WHAT YOU SHOULD DO
Look below for the line holding "use_context_provider(api::ApiClient::from_env);" and the line holding "their parent's page).". Transcribe exactly those lines and all lines between them, nothing more.

Collected data

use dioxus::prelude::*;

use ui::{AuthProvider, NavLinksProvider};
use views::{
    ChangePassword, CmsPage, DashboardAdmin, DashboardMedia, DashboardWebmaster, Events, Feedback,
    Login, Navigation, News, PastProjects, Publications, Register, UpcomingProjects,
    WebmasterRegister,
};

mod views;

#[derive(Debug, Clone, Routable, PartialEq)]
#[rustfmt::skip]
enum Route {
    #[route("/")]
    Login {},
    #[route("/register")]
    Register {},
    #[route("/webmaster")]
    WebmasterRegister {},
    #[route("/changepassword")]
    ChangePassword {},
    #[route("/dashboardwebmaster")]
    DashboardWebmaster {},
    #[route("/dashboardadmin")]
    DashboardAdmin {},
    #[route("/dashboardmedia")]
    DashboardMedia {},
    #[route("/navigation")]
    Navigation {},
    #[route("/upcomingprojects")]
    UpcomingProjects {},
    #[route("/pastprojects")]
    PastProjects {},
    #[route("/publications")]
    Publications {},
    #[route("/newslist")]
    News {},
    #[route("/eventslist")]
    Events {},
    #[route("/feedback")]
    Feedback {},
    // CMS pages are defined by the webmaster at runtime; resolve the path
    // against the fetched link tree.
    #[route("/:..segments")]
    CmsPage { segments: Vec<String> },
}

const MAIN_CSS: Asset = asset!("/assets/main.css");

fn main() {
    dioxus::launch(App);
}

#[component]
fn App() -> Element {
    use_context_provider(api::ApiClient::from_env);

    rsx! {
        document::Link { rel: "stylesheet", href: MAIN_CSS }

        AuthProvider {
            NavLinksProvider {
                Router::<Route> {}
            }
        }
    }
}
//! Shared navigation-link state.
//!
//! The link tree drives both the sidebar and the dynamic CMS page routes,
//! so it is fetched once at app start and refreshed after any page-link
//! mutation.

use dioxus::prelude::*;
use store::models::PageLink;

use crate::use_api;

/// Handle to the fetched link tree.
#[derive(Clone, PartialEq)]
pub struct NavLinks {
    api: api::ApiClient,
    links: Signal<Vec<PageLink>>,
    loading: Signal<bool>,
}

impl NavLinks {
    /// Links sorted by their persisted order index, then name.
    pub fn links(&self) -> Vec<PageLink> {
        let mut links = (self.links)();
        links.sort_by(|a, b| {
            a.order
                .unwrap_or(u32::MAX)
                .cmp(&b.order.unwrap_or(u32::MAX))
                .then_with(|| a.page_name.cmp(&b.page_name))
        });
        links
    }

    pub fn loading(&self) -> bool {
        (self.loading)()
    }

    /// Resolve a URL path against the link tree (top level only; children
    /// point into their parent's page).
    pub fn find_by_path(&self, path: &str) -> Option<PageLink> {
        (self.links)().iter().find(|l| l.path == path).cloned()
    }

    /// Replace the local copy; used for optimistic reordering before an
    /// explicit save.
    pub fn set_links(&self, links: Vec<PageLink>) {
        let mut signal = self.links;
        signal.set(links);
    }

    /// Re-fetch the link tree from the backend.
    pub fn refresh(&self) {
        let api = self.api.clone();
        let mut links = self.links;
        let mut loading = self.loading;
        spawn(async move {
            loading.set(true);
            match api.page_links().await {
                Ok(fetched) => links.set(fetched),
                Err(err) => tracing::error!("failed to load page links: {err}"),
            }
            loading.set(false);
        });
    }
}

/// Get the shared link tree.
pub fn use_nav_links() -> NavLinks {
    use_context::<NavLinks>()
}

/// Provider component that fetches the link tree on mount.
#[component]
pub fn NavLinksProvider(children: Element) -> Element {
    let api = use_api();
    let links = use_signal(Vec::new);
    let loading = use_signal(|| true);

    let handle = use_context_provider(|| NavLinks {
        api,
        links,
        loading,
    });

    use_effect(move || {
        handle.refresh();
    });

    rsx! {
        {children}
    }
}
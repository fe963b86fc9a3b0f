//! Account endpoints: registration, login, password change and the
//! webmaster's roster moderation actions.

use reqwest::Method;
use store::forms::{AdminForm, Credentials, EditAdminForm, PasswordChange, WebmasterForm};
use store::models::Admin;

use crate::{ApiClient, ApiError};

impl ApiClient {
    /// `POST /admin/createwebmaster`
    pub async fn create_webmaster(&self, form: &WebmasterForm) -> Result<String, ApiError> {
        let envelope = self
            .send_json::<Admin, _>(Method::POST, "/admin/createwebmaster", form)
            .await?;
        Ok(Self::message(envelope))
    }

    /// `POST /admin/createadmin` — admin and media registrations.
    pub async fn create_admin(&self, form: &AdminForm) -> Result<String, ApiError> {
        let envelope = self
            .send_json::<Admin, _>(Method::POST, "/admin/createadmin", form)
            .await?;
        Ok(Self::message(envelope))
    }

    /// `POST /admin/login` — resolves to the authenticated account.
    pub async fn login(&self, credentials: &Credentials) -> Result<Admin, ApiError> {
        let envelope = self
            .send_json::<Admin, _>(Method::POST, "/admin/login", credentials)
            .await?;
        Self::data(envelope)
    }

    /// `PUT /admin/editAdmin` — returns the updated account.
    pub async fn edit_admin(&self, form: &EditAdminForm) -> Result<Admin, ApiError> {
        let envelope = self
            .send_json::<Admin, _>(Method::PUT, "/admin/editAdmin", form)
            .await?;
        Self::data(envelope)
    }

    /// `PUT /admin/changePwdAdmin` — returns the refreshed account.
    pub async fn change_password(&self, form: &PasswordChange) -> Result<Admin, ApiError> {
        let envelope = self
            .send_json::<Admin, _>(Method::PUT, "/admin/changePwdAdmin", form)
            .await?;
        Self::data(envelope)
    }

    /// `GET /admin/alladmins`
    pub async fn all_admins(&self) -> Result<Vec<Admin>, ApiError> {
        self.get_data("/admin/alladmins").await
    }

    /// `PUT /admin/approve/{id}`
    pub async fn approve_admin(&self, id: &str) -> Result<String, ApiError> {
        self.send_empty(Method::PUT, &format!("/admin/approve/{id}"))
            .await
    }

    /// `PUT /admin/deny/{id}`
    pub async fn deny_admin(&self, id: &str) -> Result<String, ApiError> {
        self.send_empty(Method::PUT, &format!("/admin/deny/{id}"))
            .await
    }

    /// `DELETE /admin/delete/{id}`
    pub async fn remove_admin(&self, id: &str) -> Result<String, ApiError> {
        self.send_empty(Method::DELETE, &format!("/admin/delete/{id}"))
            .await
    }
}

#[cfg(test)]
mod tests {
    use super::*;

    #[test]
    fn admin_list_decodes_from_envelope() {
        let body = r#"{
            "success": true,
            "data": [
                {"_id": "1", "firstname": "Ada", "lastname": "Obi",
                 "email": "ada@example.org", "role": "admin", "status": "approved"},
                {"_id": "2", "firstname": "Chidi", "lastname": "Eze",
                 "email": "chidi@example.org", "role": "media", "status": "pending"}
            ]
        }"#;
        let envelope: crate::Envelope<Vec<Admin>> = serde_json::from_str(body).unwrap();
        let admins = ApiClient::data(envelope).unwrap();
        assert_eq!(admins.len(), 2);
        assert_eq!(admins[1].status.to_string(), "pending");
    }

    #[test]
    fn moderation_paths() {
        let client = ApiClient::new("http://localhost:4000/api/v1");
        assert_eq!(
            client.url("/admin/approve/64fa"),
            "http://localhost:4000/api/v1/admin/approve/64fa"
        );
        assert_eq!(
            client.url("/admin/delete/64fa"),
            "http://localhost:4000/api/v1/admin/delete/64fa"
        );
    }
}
* * *
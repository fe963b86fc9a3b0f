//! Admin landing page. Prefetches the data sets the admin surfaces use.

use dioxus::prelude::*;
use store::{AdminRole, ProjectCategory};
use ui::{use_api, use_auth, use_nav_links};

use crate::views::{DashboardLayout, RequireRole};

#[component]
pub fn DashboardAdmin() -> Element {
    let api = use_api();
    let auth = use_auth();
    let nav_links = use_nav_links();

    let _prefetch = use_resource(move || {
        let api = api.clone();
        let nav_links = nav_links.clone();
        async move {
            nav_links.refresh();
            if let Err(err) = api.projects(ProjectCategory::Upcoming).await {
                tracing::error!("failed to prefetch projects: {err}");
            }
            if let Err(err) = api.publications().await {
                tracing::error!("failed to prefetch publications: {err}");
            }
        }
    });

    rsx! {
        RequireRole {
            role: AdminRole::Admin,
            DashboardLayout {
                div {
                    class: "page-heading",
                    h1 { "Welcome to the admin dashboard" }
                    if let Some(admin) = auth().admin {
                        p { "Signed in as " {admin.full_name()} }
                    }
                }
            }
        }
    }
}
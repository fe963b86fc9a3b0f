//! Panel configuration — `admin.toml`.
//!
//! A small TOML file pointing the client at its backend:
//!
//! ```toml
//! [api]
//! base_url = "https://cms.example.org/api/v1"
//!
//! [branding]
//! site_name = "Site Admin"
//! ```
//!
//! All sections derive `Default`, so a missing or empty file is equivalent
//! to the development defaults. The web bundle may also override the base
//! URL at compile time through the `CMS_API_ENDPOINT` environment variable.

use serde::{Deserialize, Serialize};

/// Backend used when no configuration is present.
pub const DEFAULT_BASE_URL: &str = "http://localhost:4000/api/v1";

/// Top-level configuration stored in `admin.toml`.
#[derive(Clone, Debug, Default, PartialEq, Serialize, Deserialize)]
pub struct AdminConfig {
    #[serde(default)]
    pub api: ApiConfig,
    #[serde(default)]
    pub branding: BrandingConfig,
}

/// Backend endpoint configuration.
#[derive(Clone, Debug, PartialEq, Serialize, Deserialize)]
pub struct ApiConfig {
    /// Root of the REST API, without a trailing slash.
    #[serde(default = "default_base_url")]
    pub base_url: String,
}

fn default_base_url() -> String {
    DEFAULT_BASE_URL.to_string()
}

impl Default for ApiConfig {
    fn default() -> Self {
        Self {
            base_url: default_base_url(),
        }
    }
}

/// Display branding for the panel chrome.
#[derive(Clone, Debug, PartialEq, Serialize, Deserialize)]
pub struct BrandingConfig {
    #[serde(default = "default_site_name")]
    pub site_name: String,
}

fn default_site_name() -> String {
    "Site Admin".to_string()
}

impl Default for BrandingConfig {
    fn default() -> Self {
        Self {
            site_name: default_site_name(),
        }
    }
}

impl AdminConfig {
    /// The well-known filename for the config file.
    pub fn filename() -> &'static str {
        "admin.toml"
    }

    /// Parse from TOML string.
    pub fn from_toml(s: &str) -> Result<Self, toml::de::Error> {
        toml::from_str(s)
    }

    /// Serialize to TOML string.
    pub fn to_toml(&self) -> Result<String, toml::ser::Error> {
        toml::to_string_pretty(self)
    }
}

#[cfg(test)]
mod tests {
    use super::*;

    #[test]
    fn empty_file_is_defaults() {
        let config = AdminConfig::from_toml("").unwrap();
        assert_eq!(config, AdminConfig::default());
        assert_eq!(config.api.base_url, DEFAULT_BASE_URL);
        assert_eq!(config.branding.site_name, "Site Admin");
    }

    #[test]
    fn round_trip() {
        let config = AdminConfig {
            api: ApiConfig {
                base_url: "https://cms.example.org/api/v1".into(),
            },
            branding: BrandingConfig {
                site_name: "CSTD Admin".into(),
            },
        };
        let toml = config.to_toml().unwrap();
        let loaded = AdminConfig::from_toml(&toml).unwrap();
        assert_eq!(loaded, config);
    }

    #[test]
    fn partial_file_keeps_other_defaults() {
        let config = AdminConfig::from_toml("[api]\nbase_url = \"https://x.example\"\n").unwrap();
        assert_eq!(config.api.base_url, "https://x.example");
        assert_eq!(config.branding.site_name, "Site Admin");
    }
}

TASK RESULT
    use_context_provider(api::ApiClient::from_env);

    rsx! {
        document::Link { rel: "stylesheet", href: MAIN_CSS }

        AuthProvider {
            NavLinksProvider {
                Router::<Route> {}
            }
        }
    }
}
//! Shared navigation-link state.
//!
//! The link tree drives both the sidebar and the dynamic CMS page routes,
//! so it is fetched once at app start and refreshed after any page-link
//! mutation.

use dioxus::prelude::*;
use store::models::PageLink;

use crate::use_api;

/// Handle to the fetched link tree.
#[derive(Clone, PartialEq)]
pub struct NavLinks {
    api: api::ApiClient,
    links: Signal<Vec<PageLink>>,
    loading: Signal<bool>,
}

impl NavLinks {
    /// Links sorted by their persisted order index, then name.
    pub fn links(&self) -> Vec<PageLink> {
        let mut links = (self.links)();
        links.sort_by(|a, b| {
            a.order
                .unwrap_or(u32::MAX)
                .cmp(&b.order.unwrap_or(u32::MAX))
                .then_with(|| a.page_name.cmp(&b.page_name))
        });
        links
    }

    pub fn loading(&self) -> bool {
        (self.loading)()
    }

    /// Resolve a URL path against the link tree (top level only; children
    /// point into their parent's page).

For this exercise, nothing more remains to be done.